駅前の小さなビルのひと部屋を借りて細々と始めたのだが、口コミとライバル業者がとくになかったことが幸いして、生徒は面白いくらい増加。経営規模が大きくなってくると、教科を英語、数学、国語に絞り込み、アルバイトの講師陣を増やして、自分は教壇を降りて管理業務に徹することにした。
教壇を降りた途端、頭の中は「売上げ倍増!」でいっぱいになった。講師に多少無理をしてもらい、夏期講習、冬期講習、春期講習などの季節事業を展開。新しい生徒の獲得に力を注いだ。
季節事業によるスポット売上げに味をしめた私は、いつしかこの年3回の講習から売上げを少しずつ除外するようになった。ときには冬期講習を「なかったこと」にして、その収入をまるごと除外。さらには、数人の生徒を退塾したかのように見せかけて、その分の売上げを除外。そのうち、架空の講師をつくりあげ、人件費の水増しにまで手を染めるようになった。
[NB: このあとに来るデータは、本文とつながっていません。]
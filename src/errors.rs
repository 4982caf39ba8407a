use crate::habits::ImportError;
use axum::http::StatusCode;

#[derive(Debug)]
pub struct AppError {
    pub status: StatusCode,
    pub message: String,
}

impl AppError {
    pub fn bad_request(message: impl Into<String>) -> Self {
        Self {
            status: StatusCode::BAD_REQUEST,
            message: message.into(),
        }
    }

    pub fn confirmation_required() -> Self {
        Self::bad_request("confirmation required")
    }

    pub fn internal(err: impl std::error::Error) -> Self {
        Self {
            status: StatusCode::INTERNAL_SERVER_ERROR,
            message: err.to_string(),
        }
    }
}

impl From<ImportError> for AppError {
    fn from(err: ImportError) -> Self {
        Self::bad_request(err.to_string())
    }
}

impl From<serde_json::Error> for AppError {
    fn from(err: serde_json::Error) -> Self {
        Self::internal(err)
    }
}

impl axum::response::IntoResponse for AppError {
    fn into_response(self) -> axum::response::Response {
        (self.status, self.message).into_response()
    }
}
use crate::models::{AppData, Habit};
use serde_json::Value;
use std::collections::HashSet;
use thiserror::Error;
use uuid::Uuid;

#[derive(Debug, Error)]
pub enum ImportError {
    #[error("import file is not valid JSON: {0}")]
    Syntax(#[source] serde_json::Error),
    #[error("import file has no `habits` array")]
    MissingHabits,
    #[error("import file has a malformed habit: {0}")]
    Malformed(#[source] serde_json::Error),
    #[error("import file repeats habit id `{0}`")]
    DuplicateId(String),
}

impl AppData {
    /// Appends a habit named `name` (trimmed). Blank names are ignored.
    pub fn add_habit(&mut self, name: &str) -> Option<&Habit> {
        let name = name.trim();
        if name.is_empty() {
            return None;
        }

        self.habits.push(Habit {
            id: Uuid::new_v4().to_string(),
            name: name.to_string(),
            log: Default::default(),
        });
        self.habits.last()
    }

    /// Flips the completion entry for `date_key` and returns the new value,
    /// or `None` when no habit has `habit_id`.
    pub fn toggle_log(&mut self, habit_id: &str, date_key: &str) -> Option<bool> {
        let habit = self.habits.iter_mut().find(|habit| habit.id == habit_id)?;
        let entry = habit.log.entry(date_key.to_string()).or_insert(false);
        *entry = !*entry;
        Some(*entry)
    }

    pub fn delete_habit(&mut self, habit_id: &str) -> Option<Habit> {
        let index = self.habits.iter().position(|habit| habit.id == habit_id)?;
        Some(self.habits.remove(index))
    }

    pub fn reset_all(&mut self) {
        self.habits.clear();
    }

    /// Serializes the state as it would be downloaded: 2-space indented JSON.
    pub fn export_json(&self) -> Result<String, serde_json::Error> {
        serde_json::to_string_pretty(self)
    }
}

/// Parses an exported document into a replacement state.
///
/// The document must be an object whose `habits` field is an array. Each
/// entry must also have the habit shape and ids must not repeat; nothing is
/// replaced unless the whole document is accepted.
pub fn parse_import(text: &str) -> Result<AppData, ImportError> {
    let value: Value = serde_json::from_str(text).map_err(ImportError::Syntax)?;
    if !value.get("habits").is_some_and(Value::is_array) {
        return Err(ImportError::MissingHabits);
    }

    let data: AppData = serde_json::from_value(value).map_err(ImportError::Malformed)?;

    let mut seen = HashSet::new();
    for habit in &data.habits {
        if !seen.insert(habit.id.as_str()) {
            return Err(ImportError::DuplicateId(habit.id.clone()));
        }
    }

    Ok(data)
}
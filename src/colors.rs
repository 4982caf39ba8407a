use std::collections::HashMap;

pub const PALETTE: [&str; 8] = [
    "#4CAF50", "#2196F3", "#FF9800", "#9C27B0", "#E91E63", "#3F51B5", "#009688", "#FFC107",
];

/// Habit name → marker color. Assignments are never revised for the life of
/// the map; past the palette size colors repeat.
#[derive(Debug, Clone, Default)]
pub struct ColorMap {
    colors: HashMap<String, &'static str>,
}

impl ColorMap {
    pub fn assign<'a>(&mut self, names: impl IntoIterator<Item = &'a String>) {
        for name in names {
            if self.colors.contains_key(name) {
                continue;
            }
            let color = PALETTE[self.colors.len() % PALETTE.len()];
            self.colors.insert(name.clone(), color);
        }
    }

    pub fn get(&self, name: &str) -> Option<&'static str> {
        self.colors.get(name).copied()
    }

    pub fn color_of(&self, name: &str) -> &'static str {
        self.get(name).unwrap_or(PALETTE[0])
    }
}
浮いた金は個人的な旅行費用や家事費などに充てた。
しかし、上質紙のパンフレットやポスター、地元ケーブルテレビのコマーシャルなどで派手に宣伝している割には売上げが少ない点が税務署の目にとまり、税務調査を受けることに―。調査官は、時間割表と講師のメンバー表を照らし合わせ、授業を受け持っていない講師への報酬の支払いを指摘。さらに、教材に生徒数を照らし合わせて生徒数以上に教材を購入していることを指摘してきた。架空講師の介在による売上げ除外はあっという間にバレてしまった。さらに、夏、冬、春の季節講習の時期の売上げがさほど高くないことも指摘され、挙句の果てに、脱税したカネで欧州を周って撮ってきて、事務所内に飾ってあった写真を見て、そのカネの出所まで掘り下げてきた。
なるほど、税務調査官はプロだ。慎重に進めていたはずの脱税の数々が、あれよあれよといううちに白日の下にさらされてしまった。こんなことなら、昔のように少人数の生徒相手に細々と個人塾経営をしていればよかった。あの頃の私を慕ってついて来てくれた生徒たちの顔が懐かしく思い出される。生徒たちに面目が立たない。いまはただ、反省しきりの毎日だ。